Supreme Court considers LGBTQ+ job discrimination

Protestors gathered outside the Supreme Court of the United States on October 7th as the Court heard arguments for cases that could have a major impact on the livelihoods of LGBTQ+ workers. The issue in question surrounds the legality of employers to discriminate based on sexual orientation or gender identity. Title VII of the Civil Rights Act of 1964 prohibits employment discrimination on the basis of “sex,” but what exactly the term sex encompasses is unclear.

The employees in the first two cases, which were consolidated, argue that Title VII covers sexual orientation. Both Bostock v. Clayton County, Georgia and Altitude Express, Inc. v. Zarda involve men who allege that they were fired because they were gay. Donald Zarda was fired from his job as a skydiving instructor after he mentioned his sexual orientation to a client; he passed away in a skydiving accident in 2014. Gerald Bostock spent 10 years as a child welfare services coordinator for Clayton County, Georgia until he was fired for unbecoming conduct shortly after joining a gay recreational softball league in 2013.

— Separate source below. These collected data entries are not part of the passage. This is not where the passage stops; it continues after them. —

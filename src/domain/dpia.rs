use crate::domain::cloneable::entity;
use crate::domain::labels::Labels;

entity! {
    Risk as "Risk", overrides RiskOverrides {
        id_: String,
        impact: u32,
        likelyhood: u32,
        accepted_mitigations: Labels,
    }
}

entity! {
    SupervisoryAuthorityVeredict as "SupervisoryAuthorityVeredict", overrides SupervisoryAuthorityVeredictOverrides {
        contact: Labels,
        allowed: bool,
    }
}

entity! {
    Purpose as "Purpose", overrides PurposeOverrides {
        id_: String,
        adequate: bool,
        relevant: bool,
        limited: bool,
    }
}

entity! {
    /// One processing activity and its lawful-basis findings.
    Processing as "Processing", overrides ProcessingOverrides {
        id_: String,
        automated_decisions: bool,
        explicit: bool,
        fair: bool,
        is_official_authority: bool,
        large_scale_processing: bool,
        lawful: bool,
        legal_impact_for_the_user: bool,
        legally_mandated: bool,
        legitimate: bool,
        legitimate_interest: Labels,
        professional_secrecy: bool,
        public_interest: bool,
        purposes: Vec<Purpose>,
        required_for_contract: Labels,
        requires_new_technologies: bool,
        risk_to_rights_and_freedoms_of: Labels,
        risks: Labels,
        scores_users: bool,
        specific: bool,
        supervisory_authority_veredict: SupervisoryAuthorityVeredict,
        systematic_monitoring: bool,
        transparent: bool,
        vital_interest: Labels,
    }
}

entity! {
    PersonalDatum as "PersonalDatum", overrides PersonalDatumOverrides {
        id_: String,
        kind: String,
        required_by_law: Labels,
        necessary_to_enter_contract: Labels,
        destinataries: Labels,
        retention_period: String,
        abides_by_code_of_conduct: bool,
        purposes: Labels,
        transfers_to_third_parties: Labels,
    }
}

entity! {
    /// Data Protection Officer.
    Dpo as "DPO", overrides DpoOverrides {
        name: String,
        contact: String,
    }
}

entity! {
    /// Data Protection Impact Assessment.
    Dpia as "DPIA", overrides DpiaOverrides {
        last_update: String,
        responsible: Labels,
        #[serde(rename = "DPO_")]
        dpo: Vec<Dpo>,
        personal_data: Vec<PersonalDatum>,
        risks: Vec<Risk>,
        personal_data_processing_whitelist: Labels,
        #[serde(rename = "personal_data_processing_that_requires_DPIA")]
        personal_data_processing_that_requires_dpia: Labels,
        processings: Vec<Processing>,
    }
}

The lawyers for the employees argue that sex discrimination includes sexual orientation because if the employee was of the opposite sex, they wouldn’t be punished. Bostock and Zarda wouldn’t have been fired if they were women who dated men. Expecting that people are attracted to the opposite gender, and discriminating against them if they aren’t, can be interpreted as sex-stereotyping. The Supreme Court ruled that discrimination based on sex stereotypes is a form of sex discrimination in Price Waterhouse v. Hopkins.

Sex-stereotyping is also prominent in R.G. & G.R. Harris Funeral Homes, Inc. v. Equal Employment Opportunity Commission. Aimee Stephens started working as a funeral director at the Harris Funeral Home in Michigan while she still presented as a man. When she came out to her boss and informed him of her plan to dress as a woman, she was fired. Supporters of Stephens say she lost her job because she didn’t conform to the stereotype that people should act in a way that’s considered consistent with the gender they were assigned at birth and should identify with that gender for their entire lives. Transgender status can also be considered sex discrimination because it necessitates treating someone differently based on their gender identity. Harris Funeral Homes accepted Stephens as a man but not a woman.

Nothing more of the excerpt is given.